>>

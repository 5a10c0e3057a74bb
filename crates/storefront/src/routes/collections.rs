//! Collection route handlers.

use std::collections::HashMap;

use askama::Template;
use axum::{
    extract::{Path, Query, State},
    response::Response,
};
use serde::Deserialize;
use tower_sessions::Session;
use tracing::instrument;
use url::form_urlencoded;

use super::layout::{self, LayoutView};
use crate::components::{
    ProductCardView, ProductGridTemplate, SectionTemplate, SectionTheme, SectionView,
};
use crate::deferred::StreamedPage;
use crate::error::{AppError, Result};
use crate::filters;
use crate::middleware::get_cart_id;
use crate::shopify::{Collection, PageRequest};
use crate::state::AppState;

/// Products per collection page.
const PRODUCTS_PER_PAGE: i64 = 12;

/// Collections on the index page.
const COLLECTIONS_PER_PAGE: i64 = 50;

/// Which way to page from `cursor`. Unrecognized values page forward.
#[derive(Debug, Clone, Copy, PartialEq, Eq, Deserialize)]
#[serde(rename_all = "lowercase")]
pub enum Direction {
    Previous,
    #[serde(other)]
    Next,
}

/// Pagination query parameters.
#[derive(Debug, Default, Deserialize)]
pub struct PaginationQuery {
    pub cursor: Option<String>,
    pub direction: Option<Direction>,
}

impl PaginationQuery {
    /// The page to request. Without a cursor this is the first page.
    #[must_use]
    pub fn page_request(&self, size: i64) -> PageRequest {
        match (&self.cursor, self.direction) {
            (Some(cursor), Some(Direction::Previous)) => PageRequest::Backward {
                last: size,
                before: cursor.clone(),
            },
            (Some(cursor), _) => PageRequest::Forward {
                first: size,
                after: Some(cursor.clone()),
            },
            (None, _) => PageRequest::first(size),
        }
    }
}

#[derive(Template)]
#[template(path = "pages/collections.html")]
pub struct CollectionsTemplate {
    pub layout: LayoutView,
    pub collections: String,
}

#[derive(Template)]
#[template(path = "pages/collection.html")]
pub struct CollectionTemplate {
    pub layout: LayoutView,
    pub collection: String,
}

#[derive(Template)]
#[template(path = "components/pagination.html")]
struct PaginationTemplate<'a> {
    previous_url: Option<String>,
    next_url: Option<String>,
    grid: &'a str,
}

/// Display all collections.
#[instrument(skip(state, session))]
pub async fn index(State(state): State<AppState>, session: Session) -> Result<Response> {
    let api = state.storefront();
    let (header, collections) =
        tokio::join!(layout::header(&state), api.collections(COLLECTIONS_PER_PAGE));
    let collections = collections?;

    let cart = layout::cart(&state, get_cart_id(&session).await);
    let mut page = StreamedPage::new();
    let layout = LayoutView::new(
        &mut page,
        layout::page_title(&state, "Collections"),
        header,
        &cart,
        "/collections",
    );

    let cards: Vec<ProductCardView> = collections.iter().map(ProductCardView::from).collect();
    let section = SectionView::new(SectionTheme::Plp, "Collections");
    let template = CollectionsTemplate {
        layout,
        collections: SectionTemplate {
            section: &section,
            body: &ProductGridTemplate::new(&cards).render()?,
        }
        .render()?,
    };

    Ok(page.into_response(template.render()?))
}

/// Display one page of a collection.
#[instrument(skip(state, session, params, query), fields(handle = tracing::field::Empty))]
pub async fn show(
    State(state): State<AppState>,
    Path(params): Path<HashMap<String, String>>,
    Query(query): Query<PaginationQuery>,
    session: Session,
) -> Result<Response> {
    let handle = params
        .get("handle")
        .ok_or(AppError::MissingRouteParameter("handle"))?;
    tracing::Span::current().record("handle", handle.as_str());

    let api = state.storefront();
    let request = query.page_request(PRODUCTS_PER_PAGE);
    let (header, collection) =
        tokio::join!(layout::header(&state), api.collection(handle, &request));
    let collection = collection?;

    let cart = layout::cart(&state, get_cart_id(&session).await);
    let mut page = StreamedPage::new();
    let return_to = format!("/collections/{handle}");
    let layout = LayoutView::new(
        &mut page,
        layout::page_title(&state, &format!("{} Collection", collection.title)),
        header,
        &cart,
        &return_to,
    );

    let template = CollectionTemplate {
        layout,
        collection: render_collection(&collection)?,
    };

    Ok(page.into_response(template.render()?))
}

fn render_collection(collection: &Collection) -> askama::Result<String> {
    let cards: Vec<ProductCardView> = collection
        .products
        .iter()
        .map(ProductCardView::from)
        .collect();
    let grid = ProductGridTemplate::new(&cards).render()?;

    let page_info = &collection.page_info;
    let pagination = PaginationTemplate {
        previous_url: page_info
            .has_previous_page
            .then_some(page_info.start_cursor.as_deref())
            .flatten()
            .map(|cursor| page_url(&collection.handle, cursor, "previous")),
        next_url: page_info
            .has_next_page
            .then_some(page_info.end_cursor.as_deref())
            .flatten()
            .map(|cursor| page_url(&collection.handle, cursor, "next")),
        grid: &grid,
    };

    let section = SectionView::new(SectionTheme::Plp, collection.title.clone())
        .with_copy(collection.description.clone());
    SectionTemplate {
        section: &section,
        body: &pagination.render()?,
    }
    .render()
}

fn page_url(handle: &str, cursor: &str, direction: &str) -> String {
    let query = form_urlencoded::Serializer::new(String::new())
        .append_pair("cursor", cursor)
        .append_pair("direction", direction)
        .finish();
    format!("/collections/{handle}?{query}")
}
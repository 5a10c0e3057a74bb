//! Product option types.

use serde::{Deserialize, Serialize};

/// A name/value pair that picks out part of a variant (e.g., `Color=Red`).
#[derive(Debug, Clone, PartialEq, Eq, Hash, Serialize, Deserialize)]
pub struct SelectedOption {
    /// Option name (e.g., "Size", "Color").
    pub name: String,
    /// Selected value (e.g., "Large", "Blue").
    pub value: String,
}

impl SelectedOption {
    /// Create a selected option.
    #[must_use]
    pub fn new(name: impl Into<String>, value: impl Into<String>) -> Self {
        Self {
            name: name.into(),
            value: value.into(),
        }
    }
}

/// Product option definition.
#[derive(Debug, Clone, PartialEq, Eq, Serialize, Deserialize)]
pub struct ProductOption {
    /// Option name (e.g., "Size").
    pub name: String,
    /// Available values in display order (e.g., `["S", "M", "L"]`).
    pub values: Vec<String>,
}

<<

• **What is required**: The required answer is each line of the data in which the word "iter" appears.

• **Exercise output**:
    let cards: Vec<ProductCardView> = collections.iter().map(ProductCardView::from).collect();
        .iter()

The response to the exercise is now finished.